Jim went on, ‘I mean, the sea has come up, like, three hundred feet since then, and that’s pretty good. If it hadn’t the UK would still be part of France.’ His joke didn’t seem to have gone down very well. ‘What I don’t understand is why islands like the Maldives are only a few feet above sea level. Were they poking up three hundred out of the water in 8000
BC
?’
‘The coral grows faster than the water rises,’ said Cardini, quietly.
‘Ah,’ said Jim, ‘that explains it. Someone needs to tell them that. They seem to be really worried over there about getting flooded.’
‘But not if you concrete over your goddamn island,’ said McCloud.
‘Right,’ said Jim.
McCloud was shaking his head. ‘You’re not a nature lover, are you, Jim?’
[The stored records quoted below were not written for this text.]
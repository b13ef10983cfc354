//! Portcullis CLI binary entry point.

use clap::Parser;
use portcullis::cli::{Cli, Commands, DeveloperCommands};
use portcullis::config::PortcullisConfig;
use tracing_subscriber::EnvFilter;

#[tokio::main]
async fn main() {
    tracing_subscriber::fmt()
        .with_env_filter(
            EnvFilter::try_from_default_env().unwrap_or_else(|_| EnvFilter::new("portcullis=info")),
        )
        .with_writer(std::io::stderr)
        .init();

    let cli = Cli::parse();
    let config = match PortcullisConfig::load() {
        Ok(config) => config,
        Err(e) => {
            eprintln!("Error: {e}");
            std::process::exit(1);
        }
    };

    let result = match cli.command {
        Commands::SignIn => portcullis::cli::auth::handle_sign_in(&config).await,
        Commands::Token(args) => portcullis::cli::auth::handle_token(&config, args.reveal).await,
        Commands::Profile => portcullis::cli::auth::handle_profile(&config).await,
        Commands::Status => portcullis::cli::auth::handle_status(&config).await,
        Commands::SignOut => portcullis::cli::auth::handle_sign_out(&config).await,
        Commands::Developer(dev) => match dev.command {
            DeveloperCommands::Connect(args) => {
                portcullis::cli::auth::handle_developer_connect(&config, args.timeout).await
            }
            DeveloperCommands::Status => portcullis::cli::auth::handle_developer_status(&config).await,
            DeveloperCommands::Disconnect => {
                portcullis::cli::auth::handle_developer_disconnect(&config).await
            }
        },
    };

    if let Err(e) = result {
        eprintln!("Error: {e}");
        std::process::exit(1);
    }
}
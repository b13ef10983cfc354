//! Convenience re-exports for common use.

pub use crate::auth::{ConsumerAccount, GameSessionToken};
pub use crate::config::PortcullisConfig;
pub use crate::device::{DeveloperAccount, DeviceCodeIdentityClient};
pub use crate::error::{AuthError, Result, UserNotice};
pub use crate::orchestrator::{AuthEvent, AuthOrchestrator, AuthState};
pub use crate::profile::Profile;
//! One-shot localhost server that receives the OAuth redirect.

use std::sync::Arc;
use std::time::Duration;

use axum::extract::{Query, State};
use axum::http::StatusCode;
use axum::response::Html;
use axum::routing::get;
use axum::Router;
use serde::Deserialize;
use tokio::net::TcpListener;
use tokio::sync::{mpsc, oneshot};

use crate::error::{AuthError, InteractiveFailure};

const SUCCESS_HTML: &str =
    "<html><body><h1>Signed in</h1><p>You may close this window and return to the application.</p></body></html>";
const ERROR_HTML: &str =
    "<html><body><h1>Sign-in failed</h1><p>You may close this window and try again.</p></body></html>";

/// Query parameters delivered to the redirect URI.
#[derive(Debug, Clone, Default, PartialEq, Eq, Deserialize)]
pub struct RedirectParams {
    pub code: Option<String>,
    pub state: Option<String>,
    pub error: Option<String>,
    pub error_description: Option<String>,
}

struct CallbackState {
    expected_state: String,
    result_tx: mpsc::Sender<RedirectParams>,
}

#[derive(Debug)]
pub struct LoopbackListener {
    listener: TcpListener,
    port: u16,
}

impl LoopbackListener {
    /// Bind on 127.0.0.1; port 0 picks a free port.
    pub async fn bind(port: u16) -> Result<Self, AuthError> {
        let listener = TcpListener::bind(("127.0.0.1", port)).await.map_err(|e| {
            AuthError::InteractiveAuth(InteractiveFailure::BrowserFailed(format!(
                "redirect listener bind failed: {e}"
            )))
        })?;
        let port = listener.local_addr()?.port();
        Ok(Self { listener, port })
    }

    pub fn port(&self) -> u16 {
        self.port
    }

    pub fn redirect_uri(&self) -> String {
        format!("http://localhost:{}", self.port)
    }

    /// Serve until a redirect carrying `code` or `error` and the expected
    /// `state` arrives, or `timeout` elapses.
    ///
    /// Everything else (favicon, preconnect, a forged or stale `state`) gets a
    /// 404 and the server keeps waiting.
    pub async fn wait_for_redirect(
        self,
        expected_state: &str,
        timeout: Duration,
    ) -> Result<RedirectParams, AuthError> {
        let (result_tx, mut result_rx) = mpsc::channel::<RedirectParams>(1);
        let (shutdown_tx, shutdown_rx) = oneshot::channel::<()>();

        let state = Arc::new(CallbackState {
            expected_state: expected_state.to_string(),
            result_tx,
        });
        let app = Router::new()
            .route("/", get(handle_redirect))
            .fallback(|| async { StatusCode::NOT_FOUND })
            .with_state(state);

        let server = axum::serve(self.listener, app).with_graceful_shutdown(async move {
            let _ = shutdown_rx.await;
        });
        tokio::spawn(async move {
            if let Err(e) = server.await {
                tracing::warn!(error = %e, "Redirect listener stopped with an error");
            }
        });

        let result = tokio::select! {
            Some(params) = result_rx.recv() => Ok(params),
            _ = tokio::time::sleep(timeout) => Err(AuthError::InteractiveAuth(
                InteractiveFailure::BrowserFailed(format!(
                    "no redirect received within {}s",
                    timeout.as_secs()
                )),
            )),
        };
        let _ = shutdown_tx.send(());
        result
    }
}

async fn handle_redirect(
    State(state): State<Arc<CallbackState>>,
    Query(params): Query<RedirectParams>,
) -> (StatusCode, Html<&'static str>) {
    if params.code.is_none() && params.error.is_none() {
        return (StatusCode::NOT_FOUND, Html(""));
    }
    if params.state.as_deref() != Some(state.expected_state.as_str()) {
        tracing::debug!("Ignoring redirect with unexpected state");
        return (StatusCode::NOT_FOUND, Html(""));
    }
    let failed = params.error.is_some();
    let _ = state.result_tx.send(params).await;
    if failed {
        (StatusCode::BAD_REQUEST, Html(ERROR_HTML))
    } else {
        (StatusCode::OK, Html(SUCCESS_HTML))
    }
}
‘I love nature,’ said Jim. He held his fork up. ‘This bit of it tastes just great.’ He hoped that would get a laugh, but it didn’t. He felt suddenly angry. ‘Look, Howard. I don’t think nature is better than people. That’s kind of a fundamental for me.’ He shook his head. ‘You think the end of the world is coming because you’re getting confused. The end of the world
is
coming – but for you, not the rest of us, not yet anyway. The world’s not going to die, Howard, you are.’ Jim regretted pointing his fork at McCloud but it was too late by the time he’d done it. ‘It’s the end of the line for you, Howard, not the planet.’